By the way, we're continuing to grow our Home Advisor unit and it's up from 180 team members at year-end to 286 as of now, and we continue to recruit and hire to add to that team. At the same time, we made the decision to shutdown the wholesale channel, which was quite small and allocate those resources to the DTC channel in order to maximize our profitability. With April nearly complete, we're estimating total fundings for the month at around $3.5 billion and a margin above 150 basis points, with mortgage rates having fallen another 20 basis points so far this quarter. We'd expect to have very robust profits in the second quarter.

As a company whose originations business is focused on helping existing customers refinance and save money and its platform is highly efficient and extremely profitable, we believe we're as well-positioned as anybody in the industry to deal with this current environment.

Now, let's turn to slide 12 and review the Servicing portfolio. All UPB ended the quarter at $629 billion, which was down slightly from the fourth quarter, primarily due to sale of MSRs which was finalized in the fourth quarter, but which the board did in the first. The composition of the portfolio hasn't changed materially, and as you know in recent years the company's focused on growing sub-servicing in order to economize on capital and liquidity. And in hindsight that was a very good decision as our sub-servicing contracts provide us with healthy incentives to manage trouble loans and we get reimburse promptly for advances.

Our replenishment rate remained roughly a 100% in the quarter. On a gross basis, UPB is down slightly, but our excess spread pools also declined, so on a net basis the portfolio remained essentially static. Now in the short term, lower portfolio grow slightly, shrink slightly, was flat that's really not our prime consideration. Rather, we want to be in position to take advantage of accretive opportunities should they emerge, which we'd measure in terms of earnings, cash flow and return on equity.

Now, let's start our attention to the Servicing margin on slide 13. Excluding the full mark, the Servicing margin was 3.9 basis points, down from 5.5 in the fourth quarter. There were two drivers of that compression. First, there were no special one-time revenue items this quarter, whereas the fourth quarter included in $19 million recovery.
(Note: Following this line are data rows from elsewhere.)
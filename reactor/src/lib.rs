//! Gluon reserve protocol core.
//!
//! Gluon locks a reserve asset (ERG) in a single reserve box and issues two
//! derivative tokens against it: a **stable** token pegged to one gram of
//! gold, and a **volatile** token that absorbs the reserve's price swings.
//!
//! This crate is the side-effect-free part of the protocol SDK. Given
//! snapshots of the reserve box and the gold oracle box it prices the four
//! operations, computes the fees they owe and assembles complete, balanced
//! transaction plans ready for a wallet to sign.
//!
//! ## Operations
//!
//! | Operation   | User gives        | User gets                  |
//! |-------------|-------------------|----------------------------|
//! | Fission     | ERG               | stable + volatile          |
//! | Fusion      | stable + volatile | ERG                        |
//! | Transmute ↑ | volatile          | stable (dynamic fee)       |
//! | Transmute ↓ | stable            | volatile (dynamic fee)     |
//!
//! ## Units
//!
//! Every amount is an integer number of nano-units (1e9 per whole ERG or
//! token). Ratios are scaled by [`math::NANO`]. Nothing in this crate uses
//! floating point.

pub mod address;
pub mod boxes;
pub mod builder;
pub mod config;
pub mod error;
pub mod fees;
pub mod math;
pub mod plan;
pub mod pricing;
pub mod registers;
pub mod stats;
pub mod volume;

pub use address::{address_of, tree_of, AddressError};
pub use boxes::{Asset, OracleBox, RawBox, RegisterValue, ReserveBox, Token};
pub use builder::{compute_change, Operation, OperationRequest, Quote, TransactionBuilder};
pub use config::{Network, ProtocolConfig, TokenIds};
pub use error::{DomainError, ReactorError};
pub use fees::{FeeBreakdown, FeeCalculator, FeeShares};
pub use plan::{Eip12UnsignedTransaction, OutputBox, PlanInput, TransactionPlan};
pub use pricing::{PriceSnapshot, TokenPair, TransmuteQuote};
pub use registers::{ErgoTree, RegisterId};
pub use stats::{ProtocolStats, VolumeSummary};
pub use volume::{Direction, VolumeBuckets};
And second, as previously mentioned, the margin was impacted by a $15 million loss in the reverse portfolio, which you'll notice in the appendix as a reduction in revenue mortgage interest income in which relates to the impact of lower interest rates on the amortization of purchase accounting marks. Going forward, we expect reverse to continue add some variability to our results, but on average you should expect it to be relatively neutral to earnings and cash flow.

Now, looking ahead, I want to highlight the potential for some temporary compression in the margins starting in the second quarter after which we should see a strong rebound later in the year. The biggest driver will be a sharp decline in net interest income, which is where you see the credits we earned for custodial deposits, which will be impacted by the decline in rates and with $10 billion in deposits, that's a quarterly hit, close to $40 million.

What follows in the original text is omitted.